■ Directions for this task
After reading each line of the entries, give the number of lines that contain "percentage" and nothing else.
*** Opening Source information ***
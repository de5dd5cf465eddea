//! Vote read model
//!
//! The contract exposes option labels and counts as two parallel arrays.
//! These helpers pair them up and derive the tally shown to clients.

use dashboard_types::{VoteOption, VoteTally};
use ethers::types::U256;
use parking_lot::Mutex;
use std::sync::Arc;

/// Pair labels with counts by position. Missing counts are 0 and counts
/// beyond u64 saturate.
pub fn project(labels: &[String], counts: &[U256]) -> Vec<VoteOption> {
    labels
        .iter()
        .enumerate()
        .map(|(i, label)| VoteOption {
            label: label.clone(),
            count: counts.get(i).map(saturating_u64).unwrap_or(0),
        })
        .collect()
}

fn saturating_u64(value: &U256) -> u64 {
    if *value > U256::from(u64::MAX) {
        u64::MAX
    } else {
        value.as_u64()
    }
}

pub fn total_votes(options: &[VoteOption]) -> u64 {
    options.iter().fold(0u64, |acc, o| acc.saturating_add(o.count))
}

/// Share of `total` in percent; 0 when nobody has voted
pub fn percentage(count: u64, total: u64) -> f64 {
    if total == 0 {
        0.0
    } else {
        count as f64 / total as f64 * 100.0
    }
}

pub fn tally(options: &[VoteOption]) -> Vec<VoteTally> {
    let total = total_votes(options);
    options
        .iter()
        .map(|o| {
            let percentage = percentage(o.count, total);
            VoteTally {
                label: o.label.clone(),
                count: o.count,
                percentage,
                percentage_display: format!("{:.1}%", percentage),
            }
        })
        .collect()
}

struct CachedProjection {
    labels: Arc<Vec<String>>,
    counts: Arc<Vec<U256>>,
    options: Arc<Vec<VoteOption>>,
}

/// Memoized [`project`], keyed on the identity of the two snapshots.
///
/// Each contract read produces a fresh `Arc`, so a new read always
/// recomputes and repeated views of the same reads share one result.
#[derive(Default)]
pub struct VoteProjection {
    cached: Mutex<Option<CachedProjection>>,
}

impl VoteProjection {
    pub fn new() -> Self {
        Self::default()
    }

    pub fn get(&self, labels: &Arc<Vec<String>>, counts: &Arc<Vec<U256>>) -> Arc<Vec<VoteOption>> {
        let mut cached = self.cached.lock();
        if let Some(c) = cached.as_ref() {
            if Arc::ptr_eq(&c.labels, labels) && Arc::ptr_eq(&c.counts, counts) {
                return c.options.clone();
            }
        }

        let options = Arc::new(project(labels, counts));
        *cached = Some(CachedProjection {
            labels: labels.clone(),
            counts: counts.clone(),
            options: options.clone(),
        });
        options
    }
}
//! Known chain metadata
//!
//! The dashboard supports Ethereum mainnet and Sepolia. A local dev node
//! (anvil / hardhat) is listed so the service can run against one without
//! extra configuration.

use dashboard_types::ChainView;

#[derive(Debug, Clone, PartialEq, Eq)]
pub struct ChainInfo {
    pub id: u64,
    pub name: &'static str,
    pub native_symbol: &'static str,
    pub native_decimals: u32,
    pub default_rpc_url: &'static str,
    pub explorer_url: Option<&'static str>,
}

const KNOWN_CHAINS: &[ChainInfo] = &[
    ChainInfo {
        id: 1,
        name: "Ethereum",
        native_symbol: "ETH",
        native_decimals: 18,
        default_rpc_url: "https://ethereum-rpc.publicnode.com",
        explorer_url: Some("https://etherscan.io"),
    },
    ChainInfo {
        id: 11_155_111,
        name: "Sepolia",
        native_symbol: "ETH",
        native_decimals: 18,
        default_rpc_url: "https://ethereum-sepolia-rpc.publicnode.com",
        explorer_url: Some("https://sepolia.etherscan.io"),
    },
    ChainInfo {
        id: 31_337,
        name: "Localhost",
        native_symbol: "ETH",
        native_decimals: 18,
        default_rpc_url: "http://127.0.0.1:8545",
        explorer_url: None,
    },
];

/// Decimals assumed for the native currency of an unknown chain
pub const DEFAULT_NATIVE_DECIMALS: u32 = 18;

impl ChainInfo {
    pub fn by_id(id: u64) -> Option<&'static ChainInfo> {
        KNOWN_CHAINS.iter().find(|c| c.id == id)
    }

    pub fn tx_url(&self, tx_hash: &str) -> Option<String> {
        self.explorer_url.map(|base| format!("{}/tx/{}", base, tx_hash))
    }

    pub fn to_view(&self) -> ChainView {
        ChainView {
            id: self.id,
            name: self.name.to_string(),
            native_symbol: self.native_symbol.to_string(),
            explorer_url: self.explorer_url.map(|u| u.to_string()),
        }
    }
}

/// View for any chain id, falling back to "Unknown" metadata
pub fn chain_view(id: u64) -> ChainView {
    match ChainInfo::by_id(id) {
        Some(info) => info.to_view(),
        None => ChainView {
            id,
            name: "Unknown".to_string(),
            native_symbol: "ETH".to_string(),
            explorer_url: None,
        },
    }
}

pub fn native_decimals(id: u64) -> u32 {
    ChainInfo::by_id(id)
        .map(|c| c.native_decimals)
        .unwrap_or(DEFAULT_NATIVE_DECIMALS)
}

#[cfg(test)]
mod tests {
    use super::*;

    #[test]
    fn test_lookup_known_chains() {
        assert_eq!(ChainInfo::by_id(1).unwrap().name, "Ethereum");
        assert_eq!(ChainInfo::by_id(11_155_111).unwrap().name, "Sepolia");
        assert!(ChainInfo::by_id(8453).is_none());
    }

    #[test]
    fn test_unknown_chain_view() {
        let view = chain_view(999);
        assert_eq!(view.name, "Unknown");
        assert_eq!(view.id, 999);
        assert_eq!(native_decimals(999), 18);
    }

    #[test]
    fn test_tx_url() {
        let sepolia = ChainInfo::by_id(11_155_111).unwrap();
        assert_eq!(
            sepolia.tx_url("0xabc").as_deref(),
            Some("https://sepolia.etherscan.io/tx/0xabc")
        );
        assert!(ChainInfo::by_id(31_337).unwrap().tx_url("0xabc").is_none());
    }
}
*** Closing Source information ***
■ Answer to the exercise
4